Avancement de la végétation : bonheur ou malheur
L’augmentation du réchauffement moyen a pour effet l’avancement de la végétation et des floraisons. Ce phénomène peut faire le bonheur du jardinier comme son malheur car ces croissances avancées exposent les parties végétales juvéniles aux gelées tardives pouvant anéantir une récolte prometteuse ou encore affecter l’esthétisme des végétaux ornementaux. Les solutions résident dans l’utilisation de végétaux à débourrement ou à floraisons tardives pour éviter les risques d’endommagement. Ces informations sont classiquement indiquées sur les étiquettes des plantes ou peuvent être obtenues auprès des professionnels en points de vente.
Des influences sur les bioagresseurs
Ces changements climatiques ont également pour conséquence une modification de la répartition des bioagresseurs. Des ravageurs et des maladies se développent dans le nord et l’est de la France, alors qu’ils étaient classiquement observés dans des zones plus chaudes (arc océanique, région méditerranéenne). Ces bioagresseurs profitent aussi de l’affaiblissement des végétaux statiques qui ne peuvent s’adapter rapidement.
S’ajoutent l’arrivée dans les jardins de nouveaux venus et la modification du comportement de bioagresseurs qui acquièrent un nouveau caractère pathogène. C’est le cas de la noctuelle méditerranéenne Spodoptera littoralis (Biosduval), très polyphage qui sévit notamment sur les solanacées et les légumineuses. Les seuls espoirs, pour les jardiniers, sont de réaliser des traitements (des solutions de biocontrôle existent pour les jardiniers amateurs) en attendant que les équilibres trophiques permettent l’action de prédateurs et de parasitoïdes.

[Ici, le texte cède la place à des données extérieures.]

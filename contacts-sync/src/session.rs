//! Presentation-facing surface: one live, queryable contact list.
//!
//! A `ContactsSession` owns the [`SyncMirror`], the [`QueryState`] and the
//! [`MutationCoordinator`] for one collection. Whenever either the mirror or
//! the query changes, the view is recomputed with [`derive_view`] and
//! published on a `watch` channel, so presentation code reacts to explicit
//! values instead of relying on any re-render scheduling.

use serde::Serialize;
use std::sync::{Arc, Mutex, MutexGuard, PoisonError};
use tokio::sync::watch;

use contacts_core::{
    derive_view, CollectionError, ContactDraft, ContactId, ContactRecord, DerivedView, Mirror,
    MirrorSummary, QueryState, Result, RoleFilter, SortField, SortOrder, DEFAULT_PAGE_SIZE,
};

use crate::coordinator::MutationCoordinator;
use crate::mirror::{MirrorState, MirrorUpdate, SyncMirror};
use crate::remote::RemoteCollection;

/// Session configuration.
#[derive(Debug, Clone)]
pub struct SessionConfig {
    /// Collection name at the remote store
    pub collection: String,
    /// Rows per page; must be positive
    pub page_size: usize,
}

impl Default for SessionConfig {
    fn default() -> Self {
        Self {
            collection: "contacts".to_string(),
            page_size: DEFAULT_PAGE_SIZE,
        }
    }
}

/// One published recomputation.
#[derive(Debug, Clone, PartialEq, Serialize)]
pub struct SessionView {
    /// Increments on every recomputation
    pub generation: u64,
    pub view: DerivedView,
    pub summary: MirrorSummary,
    /// Set once the subscription has failed for good
    pub sync_error: Option<CollectionError>,
}

struct SessionState {
    mirror: Mirror,
    query: QueryState,
    generation: u64,
    sync_error: Option<CollectionError>,
}

impl SessionState {
    fn recompute(&mut self) -> SessionView {
        self.generation += 1;
        SessionView {
            generation: self.generation,
            view: derive_view(&self.mirror, &self.query),
            summary: MirrorSummary::from_mirror(&self.mirror),
            sync_error: self.sync_error.clone(),
        }
    }
}

fn lock(state: &Mutex<SessionState>) -> MutexGuard<'_, SessionState> {
    state.lock().unwrap_or_else(PoisonError::into_inner)
}

pub struct ContactsSession {
    sync: SyncMirror,
    coordinator: MutationCoordinator,
    state: Arc<Mutex<SessionState>>,
    views: Arc<watch::Sender<SessionView>>,
}

impl ContactsSession {
    pub fn new(remote: Arc<dyn RemoteCollection>, config: SessionConfig) -> Result<Self> {
        let query = QueryState::with_page_size(config.page_size)?;
        let mut state = SessionState {
            mirror: Mirror::empty(),
            query,
            generation: 0,
            sync_error: None,
        };
        let (views, _) = watch::channel(state.recompute());

        Ok(Self {
            sync: SyncMirror::new(remote.clone(), config.collection.clone()),
            coordinator: MutationCoordinator::new(remote, config.collection),
            state: Arc::new(Mutex::new(state)),
            views: Arc::new(views),
        })
    }

    /// Start following the collection. Each snapshot replaces the mirror,
    /// resets the page to 0 and publishes a new view.
    pub async fn start_sync(&mut self) -> Result<()> {
        lock(&self.state).sync_error = None;
        let state = self.state.clone();
        let views = self.views.clone();

        self.sync
            .start(move |update| {
                let mut s = lock(&state);
                match update {
                    MirrorUpdate::Snapshot { mirror, .. } => {
                        s.mirror = mirror;
                        s.query.on_snapshot();
                    }
                    MirrorUpdate::Terminated(e) => {
                        s.sync_error = Some(e);
                    }
                }
                views.send_replace(s.recompute());
            })
            .await
    }

    /// Stop following the collection. No view is published for
    /// notifications arriving after this returns.
    pub async fn stop_sync(&mut self) {
        self.sync.stop().await;
    }

    pub async fn sync_state(&self) -> MirrorState {
        self.sync.state().await
    }

    /// Recompute the view from the current mirror and query.
    pub fn derive_view(&self) -> DerivedView {
        let s = lock(&self.state);
        derive_view(&s.mirror, &s.query)
    }

    /// The most recently published view.
    pub fn view(&self) -> SessionView {
        self.views.borrow().clone()
    }

    /// Receiver that is notified on every recomputation.
    pub fn watch(&self) -> watch::Receiver<SessionView> {
        self.views.subscribe()
    }

    pub fn mirror(&self) -> Mirror {
        lock(&self.state).mirror.clone()
    }

    pub fn query(&self) -> QueryState {
        lock(&self.state).query.clone()
    }

    pub fn sync_error(&self) -> Option<CollectionError> {
        lock(&self.state).sync_error.clone()
    }

    /// Edit the query and publish the resulting view.
    pub fn update_query<R>(&self, edit: impl FnOnce(&mut QueryState) -> R) -> R {
        let mut s = lock(&self.state);
        let result = edit(&mut s.query);
        self.views.send_replace(s.recompute());
        result
    }

    pub fn set_search_term(&self, term: impl Into<String>) {
        self.update_query(|q| q.set_search_term(term));
    }

    pub fn set_role_filter(&self, filter: impl Into<RoleFilter>) {
        self.update_query(|q| q.set_role_filter(filter));
    }

    pub fn set_sort_field(&self, field: SortField) {
        self.update_query(|q| q.set_sort_field(field));
    }

    pub fn set_sort_order(&self, order: SortOrder) {
        self.update_query(|q| q.set_sort_order(order));
    }

    pub fn toggle_sort_order(&self) {
        self.update_query(QueryState::toggle_sort_order);
    }

    pub fn set_page_index(&self, page_index: usize) {
        self.update_query(|q| q.set_page_index(page_index));
    }

    /// Move to the next page if there is one.
    pub fn next_page(&self) -> bool {
        let mut s = lock(&self.state);
        let current = derive_view(&s.mirror, &s.query);
        let moved = s.query.next_page(&current);
        if moved {
            self.views.send_replace(s.recompute());
        }
        moved
    }

    /// Move to the previous page if there is one.
    pub fn prev_page(&self) -> bool {
        let mut s = lock(&self.state);
        let current = derive_view(&s.mirror, &s.query);
        let moved = s.query.prev_page(&current);
        if moved {
            self.views.send_replace(s.recompute());
        }
        moved
    }

    pub async fn create(&self, draft: ContactDraft) -> Result<ContactId> {
        self.coordinator.create(draft).await
    }

    pub async fn update(&self, id: ContactId, patch: ContactDraft) -> Result<()> {
        self.coordinator.update(id, patch).await
    }

    pub async fn remove(&self, id: ContactId) -> Result<()> {
        self.coordinator.remove(id).await
    }

    pub async fn fetch(&self, id: ContactId) -> Result<ContactRecord> {
        self.coordinator.fetch(id).await
    }
}

#[cfg(test)]
mod tests {
    use super::*;
    use crate::memory::MemoryCollection;

    #[test]
    fn test_zero_page_size_rejected() {
        let store = Arc::new(MemoryCollection::default());
        let config = SessionConfig {
            page_size: 0,
            ..SessionConfig::default()
        };
        let err = ContactsSession::new(store, config).err().unwrap();
        assert!(err.is_validation());
    }

    #[test]
    fn test_initial_view_is_empty() {
        let store = Arc::new(MemoryCollection::default());
        let session = ContactsSession::new(store, SessionConfig::default()).unwrap();

        let published = session.view();
        assert_eq!(published.generation, 1);
        assert!(published.view.records.is_empty());
        assert_eq!(published.view.available_role_filters, vec!["All"]);
        assert!(published.sync_error.is_none());
    }

    #[test]
    fn test_query_edits_publish_new_generation() {
        let store = Arc::new(MemoryCollection::default());
        let session = ContactsSession::new(store, SessionConfig::default()).unwrap();
        let before = session.view().generation;

        session.set_search_term("acme");
        session.toggle_sort_order();

        let after = session.view();
        assert_eq!(after.generation, before + 2);
        assert_eq!(session.query().search_term(), "acme");
        assert_eq!(session.query().sort_order(), SortOrder::Desc);
    }

    #[test]
    fn test_page_moves_are_bounded() {
        let store = Arc::new(MemoryCollection::default());
        let session = ContactsSession::new(store, SessionConfig::default()).unwrap();
        assert!(!session.next_page());
        assert!(!session.prev_page());
        assert_eq!(session.query().page_index(), 0);
    }
}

Vers des variétés résistantes
Du côté des maladies, la voie des variétés résistantes sera la plus durable. Elle concerne plus particulièrement le potager qui bénéficie des avancées des obtentions professionnelles en plantes maraîchères. En ornement, les sélections sont plus longues et ne concernent que quelques taxons. Les professionnels s’attachent néanmoins à offrir des plantes mieux adaptées par sélection dans les variétés ou espèces existantes identifiées, soit par expérience à l’échelle des entreprises, soit dans le cadre de programmes d’expérimentation à l’échelle nationale, ex : Coleonema pulchellum, Leucophyllum langmanae, Hypericum balearicum, Gomphostigma virgatum.
La réponse des professionnels
Face au changement climatique qui impacte les plantes du jardin et les populations de bioagresseurs, les professionnels de la filière horticole commencent à proposer des plantes qui répondent à ces nouvelles situations (variétés ou espèces tolérantes à la sécheresse, à certaines maladies, plantes associées à des champignons mycorhiziens, ex : Acer pseudoplatanus, Betula verrucosa, Cornus mas, Euonymus europeus, Lonicera xylosteum, Quercus petraea, Viburnum opulus). Ces plantes devront être accompagnées, notamment lors de leurs premiers pas au jardin, de soins particuliers pour l’arrosage, le temps de l’installation du système racinaire pour les plantes en pleine terre.